Among these entries, how many lines have the string "absolute" in them? Only the number is needed.

[Stored data]
•••••

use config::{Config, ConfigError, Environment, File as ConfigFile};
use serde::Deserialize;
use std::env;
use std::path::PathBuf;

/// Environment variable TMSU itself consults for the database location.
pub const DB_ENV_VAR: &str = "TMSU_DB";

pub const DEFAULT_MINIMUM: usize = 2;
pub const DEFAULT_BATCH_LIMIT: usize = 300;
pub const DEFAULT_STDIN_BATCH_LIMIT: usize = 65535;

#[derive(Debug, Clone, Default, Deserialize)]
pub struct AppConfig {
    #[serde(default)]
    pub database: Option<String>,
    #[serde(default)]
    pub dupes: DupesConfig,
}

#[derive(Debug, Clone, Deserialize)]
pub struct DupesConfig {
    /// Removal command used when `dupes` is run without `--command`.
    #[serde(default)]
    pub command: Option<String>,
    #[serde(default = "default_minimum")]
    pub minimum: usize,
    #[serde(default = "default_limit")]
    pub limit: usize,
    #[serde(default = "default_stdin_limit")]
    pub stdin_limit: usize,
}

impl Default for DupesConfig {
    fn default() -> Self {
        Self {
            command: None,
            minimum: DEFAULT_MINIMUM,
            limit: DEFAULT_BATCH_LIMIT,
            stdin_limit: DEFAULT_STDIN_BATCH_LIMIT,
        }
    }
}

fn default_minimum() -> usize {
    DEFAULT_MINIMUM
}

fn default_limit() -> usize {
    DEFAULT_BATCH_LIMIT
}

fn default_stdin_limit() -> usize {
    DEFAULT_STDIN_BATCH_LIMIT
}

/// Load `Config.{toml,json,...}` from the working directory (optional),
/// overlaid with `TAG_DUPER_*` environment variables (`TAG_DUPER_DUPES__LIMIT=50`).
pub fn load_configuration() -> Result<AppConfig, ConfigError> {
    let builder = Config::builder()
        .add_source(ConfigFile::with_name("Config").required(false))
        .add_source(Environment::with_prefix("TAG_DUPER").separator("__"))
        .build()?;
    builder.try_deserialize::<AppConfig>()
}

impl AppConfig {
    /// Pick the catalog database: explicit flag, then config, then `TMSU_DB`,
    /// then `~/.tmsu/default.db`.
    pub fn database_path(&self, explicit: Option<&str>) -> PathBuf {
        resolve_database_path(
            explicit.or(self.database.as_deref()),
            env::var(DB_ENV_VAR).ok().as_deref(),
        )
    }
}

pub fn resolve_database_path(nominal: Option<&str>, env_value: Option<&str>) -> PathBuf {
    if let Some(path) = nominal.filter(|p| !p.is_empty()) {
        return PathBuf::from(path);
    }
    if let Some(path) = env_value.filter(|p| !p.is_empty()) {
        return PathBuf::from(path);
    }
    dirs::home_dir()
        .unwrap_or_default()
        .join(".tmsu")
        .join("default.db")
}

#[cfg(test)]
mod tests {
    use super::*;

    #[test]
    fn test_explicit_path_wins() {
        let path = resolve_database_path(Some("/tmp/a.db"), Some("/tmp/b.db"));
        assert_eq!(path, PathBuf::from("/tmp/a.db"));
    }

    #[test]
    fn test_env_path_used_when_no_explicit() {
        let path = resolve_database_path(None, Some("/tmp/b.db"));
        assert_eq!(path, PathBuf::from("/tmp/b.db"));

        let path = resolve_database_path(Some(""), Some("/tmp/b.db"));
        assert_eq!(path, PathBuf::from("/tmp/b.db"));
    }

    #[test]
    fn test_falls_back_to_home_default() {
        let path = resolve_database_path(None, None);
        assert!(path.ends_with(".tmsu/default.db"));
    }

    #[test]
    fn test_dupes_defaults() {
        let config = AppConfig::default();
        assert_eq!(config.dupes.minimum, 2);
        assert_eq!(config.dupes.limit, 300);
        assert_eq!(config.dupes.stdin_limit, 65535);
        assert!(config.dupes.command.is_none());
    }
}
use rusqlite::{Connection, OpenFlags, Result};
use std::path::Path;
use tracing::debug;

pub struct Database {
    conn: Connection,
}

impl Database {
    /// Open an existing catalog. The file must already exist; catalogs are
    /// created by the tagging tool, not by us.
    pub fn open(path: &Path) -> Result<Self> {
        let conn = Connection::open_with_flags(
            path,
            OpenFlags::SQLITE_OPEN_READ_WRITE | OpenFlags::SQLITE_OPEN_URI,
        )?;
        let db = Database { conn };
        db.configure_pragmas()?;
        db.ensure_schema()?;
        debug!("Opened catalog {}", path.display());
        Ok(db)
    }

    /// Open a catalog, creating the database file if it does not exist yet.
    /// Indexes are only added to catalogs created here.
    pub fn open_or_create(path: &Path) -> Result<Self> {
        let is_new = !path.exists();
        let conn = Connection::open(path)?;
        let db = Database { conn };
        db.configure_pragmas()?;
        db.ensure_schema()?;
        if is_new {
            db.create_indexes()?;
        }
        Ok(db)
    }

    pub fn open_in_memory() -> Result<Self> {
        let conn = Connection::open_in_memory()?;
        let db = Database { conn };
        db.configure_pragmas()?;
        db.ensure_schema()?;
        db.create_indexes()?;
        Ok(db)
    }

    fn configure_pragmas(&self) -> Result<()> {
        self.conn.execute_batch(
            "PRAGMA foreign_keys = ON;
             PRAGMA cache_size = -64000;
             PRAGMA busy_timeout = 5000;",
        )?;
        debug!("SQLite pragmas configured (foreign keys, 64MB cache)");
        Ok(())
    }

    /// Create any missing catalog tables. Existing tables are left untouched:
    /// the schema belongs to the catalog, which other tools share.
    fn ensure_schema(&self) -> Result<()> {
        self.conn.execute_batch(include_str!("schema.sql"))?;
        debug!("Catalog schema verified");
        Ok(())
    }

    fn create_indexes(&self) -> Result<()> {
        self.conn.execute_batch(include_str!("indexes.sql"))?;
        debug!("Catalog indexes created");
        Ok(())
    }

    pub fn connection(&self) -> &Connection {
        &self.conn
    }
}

•••••

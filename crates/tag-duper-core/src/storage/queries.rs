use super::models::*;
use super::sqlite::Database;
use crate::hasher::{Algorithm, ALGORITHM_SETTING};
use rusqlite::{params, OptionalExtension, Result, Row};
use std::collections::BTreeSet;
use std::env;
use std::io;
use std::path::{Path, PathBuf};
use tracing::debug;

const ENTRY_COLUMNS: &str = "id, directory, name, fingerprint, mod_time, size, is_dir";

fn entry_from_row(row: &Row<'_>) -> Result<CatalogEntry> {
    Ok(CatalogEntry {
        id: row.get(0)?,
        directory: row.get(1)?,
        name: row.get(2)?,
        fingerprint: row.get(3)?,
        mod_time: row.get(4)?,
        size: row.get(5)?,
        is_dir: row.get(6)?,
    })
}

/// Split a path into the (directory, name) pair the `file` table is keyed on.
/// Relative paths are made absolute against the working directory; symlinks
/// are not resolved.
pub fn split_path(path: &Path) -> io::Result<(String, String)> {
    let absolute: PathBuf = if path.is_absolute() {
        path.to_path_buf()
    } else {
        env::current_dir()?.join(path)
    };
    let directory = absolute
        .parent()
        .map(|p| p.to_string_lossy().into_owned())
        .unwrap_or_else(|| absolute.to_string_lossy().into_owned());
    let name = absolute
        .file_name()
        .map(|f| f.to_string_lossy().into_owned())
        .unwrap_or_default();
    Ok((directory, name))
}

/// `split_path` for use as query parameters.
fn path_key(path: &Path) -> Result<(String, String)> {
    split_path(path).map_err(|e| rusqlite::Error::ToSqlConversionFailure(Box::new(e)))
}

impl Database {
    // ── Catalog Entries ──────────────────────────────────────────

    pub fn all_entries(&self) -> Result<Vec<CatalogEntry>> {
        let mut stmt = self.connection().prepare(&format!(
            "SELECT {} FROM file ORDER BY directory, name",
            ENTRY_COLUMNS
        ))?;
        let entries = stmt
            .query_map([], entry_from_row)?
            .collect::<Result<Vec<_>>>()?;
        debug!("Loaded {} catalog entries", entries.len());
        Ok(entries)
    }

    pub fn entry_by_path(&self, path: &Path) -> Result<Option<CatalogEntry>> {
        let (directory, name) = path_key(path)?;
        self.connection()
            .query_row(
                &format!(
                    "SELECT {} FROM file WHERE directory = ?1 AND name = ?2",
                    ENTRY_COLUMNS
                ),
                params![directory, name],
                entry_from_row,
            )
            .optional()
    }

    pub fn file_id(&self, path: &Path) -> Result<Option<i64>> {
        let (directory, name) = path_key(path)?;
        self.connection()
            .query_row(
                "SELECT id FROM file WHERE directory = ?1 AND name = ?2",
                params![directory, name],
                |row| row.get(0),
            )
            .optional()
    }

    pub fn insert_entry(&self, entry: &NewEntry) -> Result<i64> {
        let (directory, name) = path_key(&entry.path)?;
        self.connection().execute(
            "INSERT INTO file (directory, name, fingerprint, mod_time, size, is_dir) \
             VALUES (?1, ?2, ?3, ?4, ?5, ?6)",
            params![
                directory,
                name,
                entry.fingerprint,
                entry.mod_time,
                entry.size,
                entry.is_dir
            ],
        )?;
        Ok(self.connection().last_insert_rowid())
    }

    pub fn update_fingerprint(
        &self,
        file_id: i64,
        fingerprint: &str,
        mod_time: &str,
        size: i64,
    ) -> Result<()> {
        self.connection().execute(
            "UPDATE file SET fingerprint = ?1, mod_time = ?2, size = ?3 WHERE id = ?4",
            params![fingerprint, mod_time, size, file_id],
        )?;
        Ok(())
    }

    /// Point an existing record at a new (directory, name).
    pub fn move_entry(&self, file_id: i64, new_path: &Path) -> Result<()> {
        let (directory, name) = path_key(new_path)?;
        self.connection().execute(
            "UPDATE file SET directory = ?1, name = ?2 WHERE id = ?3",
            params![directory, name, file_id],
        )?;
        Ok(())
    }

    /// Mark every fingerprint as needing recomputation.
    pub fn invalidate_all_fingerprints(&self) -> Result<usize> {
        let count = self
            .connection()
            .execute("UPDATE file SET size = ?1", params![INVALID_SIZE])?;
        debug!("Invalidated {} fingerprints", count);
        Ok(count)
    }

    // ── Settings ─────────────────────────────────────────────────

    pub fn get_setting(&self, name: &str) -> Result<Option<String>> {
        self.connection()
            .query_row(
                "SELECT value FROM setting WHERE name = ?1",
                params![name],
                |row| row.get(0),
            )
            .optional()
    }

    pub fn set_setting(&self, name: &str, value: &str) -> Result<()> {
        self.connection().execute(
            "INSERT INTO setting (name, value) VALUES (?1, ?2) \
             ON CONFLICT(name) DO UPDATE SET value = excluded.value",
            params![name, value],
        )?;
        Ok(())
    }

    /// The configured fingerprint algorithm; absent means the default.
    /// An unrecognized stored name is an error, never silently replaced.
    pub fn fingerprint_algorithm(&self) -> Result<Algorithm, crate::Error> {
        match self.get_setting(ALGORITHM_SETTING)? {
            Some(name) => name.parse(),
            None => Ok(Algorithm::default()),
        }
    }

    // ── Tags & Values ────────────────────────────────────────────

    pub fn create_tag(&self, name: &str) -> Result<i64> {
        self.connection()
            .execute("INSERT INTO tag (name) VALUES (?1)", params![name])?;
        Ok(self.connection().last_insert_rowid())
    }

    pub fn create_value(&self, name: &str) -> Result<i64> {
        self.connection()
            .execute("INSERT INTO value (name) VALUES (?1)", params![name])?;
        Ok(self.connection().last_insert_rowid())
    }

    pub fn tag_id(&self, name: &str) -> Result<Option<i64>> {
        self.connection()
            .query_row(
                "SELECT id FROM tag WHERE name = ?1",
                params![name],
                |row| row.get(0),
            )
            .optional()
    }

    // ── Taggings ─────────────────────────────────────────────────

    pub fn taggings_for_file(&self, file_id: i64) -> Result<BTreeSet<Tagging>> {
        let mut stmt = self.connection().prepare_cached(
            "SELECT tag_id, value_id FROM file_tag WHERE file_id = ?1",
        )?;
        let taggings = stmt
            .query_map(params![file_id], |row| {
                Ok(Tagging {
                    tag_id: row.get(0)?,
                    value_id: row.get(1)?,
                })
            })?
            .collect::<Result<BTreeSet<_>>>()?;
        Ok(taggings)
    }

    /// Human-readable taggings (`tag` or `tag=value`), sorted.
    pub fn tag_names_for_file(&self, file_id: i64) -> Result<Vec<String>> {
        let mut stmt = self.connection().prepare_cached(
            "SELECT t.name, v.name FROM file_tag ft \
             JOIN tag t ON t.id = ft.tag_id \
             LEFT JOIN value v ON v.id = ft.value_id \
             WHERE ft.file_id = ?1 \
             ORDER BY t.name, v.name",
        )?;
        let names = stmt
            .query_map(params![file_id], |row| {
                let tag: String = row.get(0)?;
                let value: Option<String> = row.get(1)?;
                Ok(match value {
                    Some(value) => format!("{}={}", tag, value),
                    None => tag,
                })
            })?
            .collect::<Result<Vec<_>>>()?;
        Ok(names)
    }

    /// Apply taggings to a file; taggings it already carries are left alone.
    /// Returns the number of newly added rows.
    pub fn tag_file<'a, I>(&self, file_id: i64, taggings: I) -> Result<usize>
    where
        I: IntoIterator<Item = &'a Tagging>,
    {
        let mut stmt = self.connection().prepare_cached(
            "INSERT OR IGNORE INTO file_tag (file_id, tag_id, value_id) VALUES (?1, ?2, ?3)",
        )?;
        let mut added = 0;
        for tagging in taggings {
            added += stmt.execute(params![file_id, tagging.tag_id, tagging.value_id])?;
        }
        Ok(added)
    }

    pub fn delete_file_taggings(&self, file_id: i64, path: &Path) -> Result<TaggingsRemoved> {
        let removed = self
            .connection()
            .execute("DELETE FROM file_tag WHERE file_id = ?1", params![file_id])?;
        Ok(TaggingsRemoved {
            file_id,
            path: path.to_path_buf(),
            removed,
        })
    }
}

•••••

- [The answer]: 5